The tissue specificity of mitochondrial tRNA mutations remains largely elusive. In this study, we demonstrated the deleterious effects of tRNA(Thr) 15927G>A mutation that contributed to pathogenesis of coronary artery disease. The m.15927G>A mutation abolished the highly conserved base-pairing (28C-42G) of anticodon stem of tRNA(Thr). Using molecular dynamics simulations, we showed that the m.15927G>A mutation caused unstable tRNA(Thr) structure, supported by decreased melting temperature and slower electrophoretic mobility of mutated tRNA. Using cybrids constructed by transferring mitochondria from a Chinese family carrying the m.15927G>A mutation and a control into mitochondrial DNA (mtDNA)-less human umbilical vein endothelial cells, we demonstrated that the m.15927G>A mutation caused significantly decreased efficiency in aminoacylation and steady-state levels of tRNA(Thr).
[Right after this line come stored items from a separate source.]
use serde::{Deserialize, Serialize};

#[derive(Clone, Copy, Debug, PartialEq, Eq, Hash, PartialOrd, Ord, Serialize, Deserialize)]
pub struct UserId(pub i64);

#[derive(Clone, Copy, Debug, PartialEq, Eq, Hash, PartialOrd, Ord, Serialize, Deserialize)]
pub struct DepartmentId(pub i64);

/// Geographic granularity at which a department operates or a rule applies.
#[derive(Clone, Copy, Debug, PartialEq, Eq, Hash, Serialize, Deserialize)]
#[serde(rename_all = "snake_case")]
pub enum ScopeLevel {
    Global,
    Division,
    District,
    Town,
}

impl ScopeLevel {
    pub fn as_str(&self) -> &'static str {
        match self {
            Self::Global => "global",
            Self::Division => "division",
            Self::District => "district",
            Self::Town => "town",
        }
    }

    pub fn parse(value: &str) -> Option<Self> {
        match value.trim().to_ascii_lowercase().as_str() {
            "global" => Some(Self::Global),
            "division" => Some(Self::Division),
            "district" => Some(Self::District),
            "town" => Some(Self::Town),
            _ => None,
        }
    }

    /// Higher wins when several scopes justify the same recipient.
    pub fn priority(&self) -> u8 {
        match self {
            Self::Global => 4,
            Self::Division => 3,
            Self::District => 2,
            Self::Town => 1,
        }
    }
}

impl Default for ScopeLevel {
    fn default() -> Self {
        Self::District
    }
}

/// Resolved role and jurisdiction of one e-filing user.
#[derive(Clone, Debug, PartialEq, Eq, Serialize, Deserialize)]
pub struct UserGeography {
    pub user_id: UserId,
    pub role_code: String,
    pub department_id: Option<DepartmentId>,
    pub department_type: Option<ScopeLevel>,
    pub district_id: Option<i64>,
    pub town_id: Option<i64>,
    pub division_id: Option<i64>,
    pub zone_ids: Vec<i64>,
}

impl UserGeography {
    pub fn location(&self) -> GeoPoint {
        GeoPoint {
            division_id: self.division_id,
            district_id: self.district_id,
            town_id: self.town_id,
        }
    }

    pub fn is_globally_scoped(&self) -> bool {
        self.department_type == Some(ScopeLevel::Global)
    }
}

/// Partial jurisdiction of a file as supplied by the caller.
#[derive(Clone, Debug, Default, PartialEq, Eq, Serialize, Deserialize)]
pub struct FileLocation {
    pub department_id: Option<DepartmentId>,
    pub district_id: Option<i64>,
    pub town_id: Option<i64>,
    pub division_id: Option<i64>,
}

impl FileLocation {
    /// Fills every absent field from the sender's own geography.
    pub fn resolve_against(&self, sender: &UserGeography) -> ResolvedLocation {
        ResolvedLocation {
            department_id: self.department_id.or(sender.department_id),
            point: GeoPoint {
                division_id: self.division_id.or(sender.division_id),
                district_id: self.district_id.or(sender.district_id),
                town_id: self.town_id.or(sender.town_id),
            },
        }
    }
}

#[derive(Clone, Copy, Debug, Default, PartialEq, Eq, Serialize, Deserialize)]
pub struct GeoPoint {
    pub division_id: Option<i64>,
    pub district_id: Option<i64>,
    pub town_id: Option<i64>,
}

#[derive(Clone, Copy, Debug, Default, PartialEq, Eq, Serialize, Deserialize)]
pub struct ResolvedLocation {
    pub department_id: Option<DepartmentId>,
    pub point: GeoPoint,
}

#[cfg(test)]
mod tests {
    use super::{DepartmentId, FileLocation, ScopeLevel, UserGeography, UserId};

    fn sender() -> UserGeography {
        UserGeography {
            user_id: UserId(1),
            role_code: "WAT_XEN".to_string(),
            department_id: Some(DepartmentId(10)),
            department_type: Some(ScopeLevel::District),
            district_id: Some(3),
            town_id: Some(30),
            division_id: None,
            zone_ids: vec![],
        }
    }

    #[test]
    fn absent_file_fields_fall_back_to_sender_geography() {
        let location = FileLocation { district_id: Some(7), ..FileLocation::default() };
        let resolved = location.resolve_against(&sender());

        assert_eq!(resolved.department_id, Some(DepartmentId(10)));
        assert_eq!(resolved.point.district_id, Some(7));
        assert_eq!(resolved.point.town_id, Some(30));
        assert_eq!(resolved.point.division_id, None);
    }

    #[test]
    fn scope_level_parse_is_case_insensitive() {
        assert_eq!(ScopeLevel::parse(" Division "), Some(ScopeLevel::Division));
        assert_eq!(ScopeLevel::parse("province"), None);
        assert!(ScopeLevel::Global.priority() > ScopeLevel::Division.priority());
        assert!(ScopeLevel::District.priority() > ScopeLevel::Town.priority());
    }
}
The aberrant tRNA(Thr) metabolism yielded variable decreases in mtDNA-encoded polypeptides, respiratory deficiency, diminished membrane potential and increased the production of reactive oxygen species. The m.15927G>A mutation promoted the apoptosis, evidenced by elevated release of cytochrome c into cytosol and increased levels of apoptosis-activated proteins: caspases 3, 7, 9 and PARP. Moreover, the lower wound healing cells and perturbed tube formation were observed in mutant cybrids, indicating altered angiogenesis. Our findings provide new insights into the pathophysiology of coronary artery disease, which is manifested by tRNA(Thr) mutation-induced alterations.